Every line of the entries with the word "Unauthorized" in it should be shown.

··· Listed records ···

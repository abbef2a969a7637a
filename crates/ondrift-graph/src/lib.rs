//! OnDrift Graph - Microsoft Graph API client
//!
//! Provides async client for:
//! - Access token refresh (interactive acquisition happens out of band)
//! - OneDrive file operations via Microsoft Graph API
//! - Delta queries for efficient sync
//! - Chunked upload/download for large files
//!
//! ## Modules
//!
//! - [`auth`] - access token lifecycle (`AuthProvider`, `FileBackedAuthProvider`)
//! - [`client`] - Microsoft Graph API HTTP client
//! - [`delta`] - Delta queries for incremental synchronization
//! - [`upload`] - File upload operations (small and large/chunked)

pub mod auth;
pub mod client;
pub mod delta;
pub mod provider;
pub mod rate_limit;
pub mod upload;

use std::time::Duration;
use thiserror::Error;

/// Errors that can occur when communicating with the Microsoft Graph API
#[derive(Debug, Error)]
pub enum GraphError {
    /// Authentication credentials are invalid or expired
    #[error("Unauthorized: {0}")]
    Unauthorized(String),

    /// Insufficient permissions for the requested operation
    #[error("Forbidden: {0}")]
    Forbidden(String),

    /// The requested resource does not exist
    #[error("Not found: {0}")]
    NotFound(String),

    /// A conflict was detected (e.g., concurrent modification)
    #[error("Conflict: {0}")]
    Conflict(String),

    /// Rate limit exceeded; retry after the specified duration
    #[error("Too many requests, retry after {retry_after:?}")]
    TooManyRequests {
        /// Duration to wait before retrying
        retry_after: Duration,
    },

    /// A server-side error occurred (5xx)
    #[error("Server error: {0}")]
    ServerError(String),

    /// A network-level error occurred
    #[error("Network error: {0}")]
    NetworkError(#[from] reqwest::Error),

    /// The OAuth2 token has expired and must be refreshed
    #[error("Token expired")]
    TokenExpired,

    /// The API response could not be parsed or was malformed
    #[error("Invalid response: {0}")]
    InvalidResponse(String),
}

···

- [Written response]
    #[error("Unauthorized: {0}")]
    Unauthorized(String),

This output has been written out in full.